Tra il 27 dicembre 2020 e il 26 maggio 2021 per i quattro vaccini in uso nella campagna vaccinale in corso sono pervenute 66.258 segnalazioni su un totale di 32.429.611 dosi somministrate (tasso di segnalazione di 204 ogni 100.000 dosi), di cui circa il 90% sono riferite a eventi non gravi, come dolore in sede di iniezione, febbre, astenia/stanchezza, dolori muscolari. È quanto emerge dal quinto rapporto di farmacovigilanza appena pubblicato da Aifa sui vaccini anti Covid distribuiti finora in Italia. Secondo il documento, le segnalazioni gravi corrispondono al 10,4% del totale, con un tasso di 21 eventi gravi ogni 100.000 dosi somministrate, indipendentemente dal tipo di vaccino, dalla dose (prima o seconda) e dal possibile ruolo causale della vaccinazione. "L’andamento delle segnalazioni e i relativi tassi – si legge ancora nel documento – sono sostanzialmente in calo rispetto al precedente Rapporto, evidenziando così un effetto plateau, attribuibile verosimilmente alle maggiori conoscenze sul vaccino e alla diversa popolazione target della campagna vaccinale, oltre che a un ritardo di inserimento delle segnalazioni".

Le reazioni avverse per tipi di vaccino

La maggior parte delle segnalazioni sono relative al vaccino Comirnaty di Pfizer-BioNtech(71,8%), finora il più utilizzato nella campagna vaccinale (68,7% delle dosi somministrate) e solo in minor misura al vaccino Vaxzevria di AstraZeneca (24% delle segnalazioni e 20,8% delle dosi somministrate), al vaccino Moderna (3,9% delle segnalazioni e 9% delle dosi somministrare), e al vaccino Janssen di Johnson & Johnson (0,3% delle segnalazioni e 1,5% delle dosi somministrate). Per tutti i vaccini, gli eventi avversi più segnalati sono febbre, stanchezza, cefalea, dolori muscolari/articolari, dolore in sede di iniezione, brividi e nausea. Gli eventi avversi gravi correlabili alla vaccinazione più spesso segnalati configurano un quadro di sindrome simil-influenzale con sintomatologia intensa, più frequente dopo la seconda dose dei vaccini a mRNA e dopo la prima dose di Vaxzevria. La reazione si è verificata nella maggior parte dei casi (83% circa) nella stessa giornata della vaccinazione o il giorno successivo e solo più raramente l’evento si è verificato oltre le 48 ore successive. In generale, il tasso di segnalazione è maggiore e relativamente costante nelle fasce di età più giovani (fino a 60 anni), per poi diminuire nelle fasce d’età più avanzate, in linea con quanto riportato negli studi clinici pre-autorizzativi.

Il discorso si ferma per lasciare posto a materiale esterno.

//! Authenticated resource calls and the typed helpers built on top of them.

// crates.io
use oauth2::AsyncHttpClient;
use serde::de::DeserializeOwned;
use serde_json::Value;
// self
use crate::{
	_prelude::*,
	client::LmsTokenClient,
	http::LmsHttpClient,
	model::{CourseDetail, CourseGradesPage, CoursesPage, GradebookPage, RawToken, UserAccount},
	oauth::{self, CallTarget, TransportErrorMapper},
	obs::{self, CallKind, CallOutcome, CallSpan},
	resource::ResourcePath,
};

impl<C, M> LmsTokenClient<C, M>
where
	C: LmsHttpClient,
	M: TransportErrorMapper<C::TransportError>,
{
	/// Issues an authenticated `GET` for `path` and returns the parsed JSON body.
	///
	/// `path` is relative to the resource base URL with parameters already substituted; a
	/// missing leading `/` is added.
	/// Non-success statuses fail with
	/// [`UpstreamApiError::Status`](crate::error::UpstreamApiError::Status); nothing is retried.
	pub async fn call_resource(&self, path: &str) -> Result<Value> {
		self.fetch(ResourcePath::custom(path)).await
	}

	/// Same as [`call_resource`](Self::call_resource) but decodes the body into `T`.
	pub async fn call_resource_as<T>(&self, path: &str) -> Result<T>
	where
		T: DeserializeOwned,
	{
		self.fetch(ResourcePath::custom(path)).await
	}

	/// Lists the course catalog.
	pub async fn courses(&self) -> Result<CoursesPage> {
		self.fetch(ResourcePath::courses()).await
	}

	/// Fetches courseware metadata for a course.
	pub async fn course_details(&self, course_id: &str) -> Result<CourseDetail> {
		self.fetch(ResourcePath::course_details(course_id)).await
	}

	/// Fetches the first gradebook page of a course.
	pub async fn course_gradebook(&self, course_id: &str) -> Result<GradebookPage> {
		self.fetch(ResourcePath::course_gradebook(course_id)).await
	}

	/// Fetches the first course grade summary page of a course.
	pub async fn course_grades(&self, course_id: &str) -> Result<CourseGradesPage> {
		self.fetch(ResourcePath::course_grades(course_id)).await
	}

	/// Looks up user accounts registered under `email`.
	pub async fn users_by_email(&self, email: &str) -> Result<Vec<UserAccount>> {
		self.fetch(ResourcePath::users_by_email(email)).await
	}

	/// Returns the current access token in the shape exposed to internal tooling.
	pub async fn raw_token(&self) -> Result<RawToken> {
		let token = self.get_access_token().await?;

		Ok(RawToken { access_token: token.into_inner() })
	}

	async fn fetch<T>(&self, path: ResourcePath) -> Result<T>
	where
		T: DeserializeOwned,
	{
		self.get_json(path.kind().as_str(), path.as_str()).await
	}

	async fn get_json<T>(&self, stage: &'static str, path: &str) -> Result<T>
	where
		T: DeserializeOwned,
	{
		const KIND: CallKind = CallKind::Resource;

		let span = CallSpan::new(KIND, stage);

		span.record_path(path);
		obs::record_call_outcome(KIND, CallOutcome::Attempt);

		let result = span
			.instrument(async move {
				let credentials = self.settings.credentials()?;
				let url = credentials.resource_url(path)?;
				let token = self.get_access_token().await?;
				let request = oauth::resource_request(&url, &token)?;
				let handle = self.http_client.handle();
				let response = handle.call(request).await.map_err(|err| {
					self.transport_mapper.map_transport_error(CallTarget::Resource(path), err)
				})?;

				oauth::read_resource_response(path, response)
			})
			.await;

		match &result {
			Ok(_) => obs::record_call_outcome(KIND, CallOutcome::Success),
			Err(e) => {
				obs::warn_error(e);
				obs::record_call_outcome(KIND, CallOutcome::Failure);
			},
		}

		result
	}
}
//! Application State
//!
//! Shared state accessible by all API handlers.
//! Wrapped in Arc for thread-safe sharing across async tasks.

use std::sync::Arc;
use std::time::Instant;

use crate::aggregate::Aggregator;
use crate::clock::{Clock, SystemClock};
use crate::store::Store;

pub use crate::config::ApiConfig;

/// Shared application state for all handlers
#[derive(Clone)]
pub struct AppState {
    /// Record store handle
    pub store: Arc<Store>,
    /// Derived views over the same store
    pub aggregator: Aggregator,
    /// Source of "now" and "today"
    pub clock: Arc<dyn Clock>,
    /// API configuration
    pub config: Arc<ApiConfig>,
    /// Server start time for uptime tracking
    pub start_time: Instant,
}

impl AppState {
    /// Create state reading the system clock
    pub fn new(store: Arc<Store>, config: ApiConfig) -> Self {
        Self::with_clock(store, config, Arc::new(SystemClock))
    }

    /// Create state with an explicit clock
    pub fn with_clock(store: Arc<Store>, config: ApiConfig, clock: Arc<dyn Clock>) -> Self {
        Self {
            aggregator: Aggregator::new(Arc::clone(&store)),
            store,
            clock,
            config: Arc::new(config),
            start_time: Instant::now(),
        }
    }

    /// Get server uptime in seconds
    pub fn uptime_seconds(&self) -> u64 {
        self.start_time.elapsed().as_secs()
    }
}
//! Progress toward the weight goal

use serde::Serialize;

use crate::aggregate::round_to;
use crate::store::{Goal, Weight};

#[derive(Debug, Clone, PartialEq, Serialize)]
pub struct GoalProgress {
    pub goal: Goal,
    pub current_weight: f64,
    pub start_weight: f64,
    pub target_weight: f64,
    pub total_to_lose: f64,
    pub lost_so_far: f64,
    pub remaining: f64,
    pub percent_complete: f64,
}

impl GoalProgress {
    /// Current weight is the latest entry, or the goal's start weight if none exist.
    ///
    /// With nothing to lose (start == target) progress is 100% unless weight
    /// went up, in which case it is 0%.
    pub fn compute(goal: Goal, latest: Option<&Weight>) -> Self {
        let current_weight = latest.map(|w| w.weight).unwrap_or(goal.start_weight);

        let total_to_lose = goal.start_weight - goal.target_weight;
        let lost_so_far = goal.start_weight - current_weight;
        let remaining = current_weight - goal.target_weight;

        let percent_complete = if total_to_lose != 0.0 {
            lost_so_far / total_to_lose * 100.0
        } else if lost_so_far >= 0.0 {
            100.0
        } else {
            0.0
        };

        Self {
            current_weight,
            start_weight: goal.start_weight,
            target_weight: goal.target_weight,
            total_to_lose: round_to(total_to_lose, 2),
            lost_so_far: round_to(lost_so_far, 2),
            remaining: round_to(remaining, 2),
            percent_complete: round_to(percent_complete, 1),
            goal,
        }
    }
}
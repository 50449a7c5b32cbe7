//! Workout Routes
//!
//! - GET /api/v1/workouts - List workouts, newest first
//! - POST /api/v1/workouts - Log a workout
//! - GET /api/v1/workouts/:id - Get a workout
//! - PUT /api/v1/workouts/:id - Partially update a workout
//! - DELETE /api/v1/workouts/:id - Delete a workout

use axum::{
    extract::{Path, Query, State},
    http::StatusCode,
    Json,
};
use std::sync::Arc;

use crate::api::dto::ListParams;
use crate::api::error::ApiResult;
use crate::api::state::AppState;
use crate::store::{NewWorkout, Workout, WorkoutPatch};
use crate::validation::Validate;

/// GET /api/v1/workouts
pub async fn list_workouts(
    State(state): State<Arc<AppState>>,
    Query(params): Query<ListParams>,
) -> ApiResult<Json<Vec<Workout>>> {
    let filter = params.instant_filter()?;
    let workouts: Vec<Workout> = state.store.find(&filter)?;
    Ok(Json(workouts))
}

/// POST /api/v1/workouts
pub async fn create_workout(
    State(state): State<Arc<AppState>>,
    Json(req): Json<NewWorkout>,
) -> ApiResult<(StatusCode, Json<Workout>)> {
    req.validate()?;

    let workout = state
        .store
        .insert(Workout::from_new(req, state.clock.now()))?;

    tracing::info!(workout_id = %workout.id, kind = %workout.kind, "Created workout");

    Ok((StatusCode::CREATED, Json(workout)))
}

/// GET /api/v1/workouts/:id
pub async fn get_workout(
    State(state): State<Arc<AppState>>,
    Path(id): Path<String>,
) -> ApiResult<Json<Workout>> {
    Ok(Json(state.store.get(&id)?))
}

/// PUT /api/v1/workouts/:id
pub async fn update_workout(
    State(state): State<Arc<AppState>>,
    Path(id): Path<String>,
    Json(patch): Json<WorkoutPatch>,
) -> ApiResult<Json<Workout>> {
    patch.validate()?;

    let now = state.clock.now();
    let workout = state
        .store
        .update(&id, |w: &mut Workout| w.apply(patch, now))?;

    tracing::info!(workout_id = %id, "Updated workout");

    Ok(Json(workout))
}

/// DELETE /api/v1/workouts/:id
pub async fn delete_workout(
    State(state): State<Arc<AppState>>,
    Path(id): Path<String>,
) -> ApiResult<StatusCode> {
    state.store.delete::<Workout>(&id)?;

    tracing::info!(workout_id = %id, "Deleted workout");

    Ok(StatusCode::NO_CONTENT)
}
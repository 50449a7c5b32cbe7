//! Weight trend over a trailing window of days

use chrono::{Duration, NaiveDate};
use serde::Serialize;

use crate::aggregate::round_to;
use crate::store::Weight;

pub const DEFAULT_TREND_DAYS: u32 = 7;
pub const MAX_TREND_DAYS: u32 = 365;

/// Inclusive window `[today - days, today]`
pub fn trend_window(today: NaiveDate, days: u32) -> (NaiveDate, NaiveDate) {
    (today - Duration::days(i64::from(days)), today)
}

#[derive(Debug, Clone, PartialEq, Serialize)]
pub struct TrendPoint {
    pub date: NaiveDate,
    pub weight: f64,
}

/// Ordered weight series with first/last values and their difference
#[derive(Debug, Clone, PartialEq, Serialize)]
pub struct WeightTrend {
    pub start_date: NaiveDate,
    pub end_date: NaiveDate,
    pub data_points: usize,
    #[serde(skip_serializing_if = "Option::is_none")]
    pub start_weight: Option<f64>,
    #[serde(skip_serializing_if = "Option::is_none")]
    pub current_weight: Option<f64>,
    /// `current_weight - start_weight`, 2 decimals
    #[serde(skip_serializing_if = "Option::is_none")]
    pub change: Option<f64>,
    pub trend: Vec<TrendPoint>,
}

impl WeightTrend {
    /// Build from entries already sorted ascending by date
    pub fn compute(start_date: NaiveDate, end_date: NaiveDate, weights: &[Weight]) -> Self {
        let trend: Vec<TrendPoint> = weights
            .iter()
            .map(|w| TrendPoint {
                date: w.date,
                weight: w.weight,
            })
            .collect();

        let start_weight = weights.first().map(|w| w.weight);
        let current_weight = weights.last().map(|w| w.weight);
        let change = start_weight
            .zip(current_weight)
            .map(|(start, current)| round_to(current - start, 2));

        Self {
            start_date,
            end_date,
            data_points: trend.len(),
            start_weight,
            current_weight,
            change,
            trend,
        }
    }
}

Reazioni avverse con il vaccino AstraZeneca

Una menzione a parte merita la farmacovigilanza relativa al vaccino AstraZeneca, che sta molto facendo parlare in questi giorni e su cui è atteso a breve il parere del Cts. Secondo l'ultimo report Aifa, il tasso di segnalazione delle trombosi venose intracraniche e in sede atipica in soggetti vaccinati con Vaxzevria è in linea con quanto osservato a livello europeo (1 caso ogni 100.000 prime dosi somministrate, nessun caso dopo seconda dose), prevalentemente in persone con meno di 60 anni.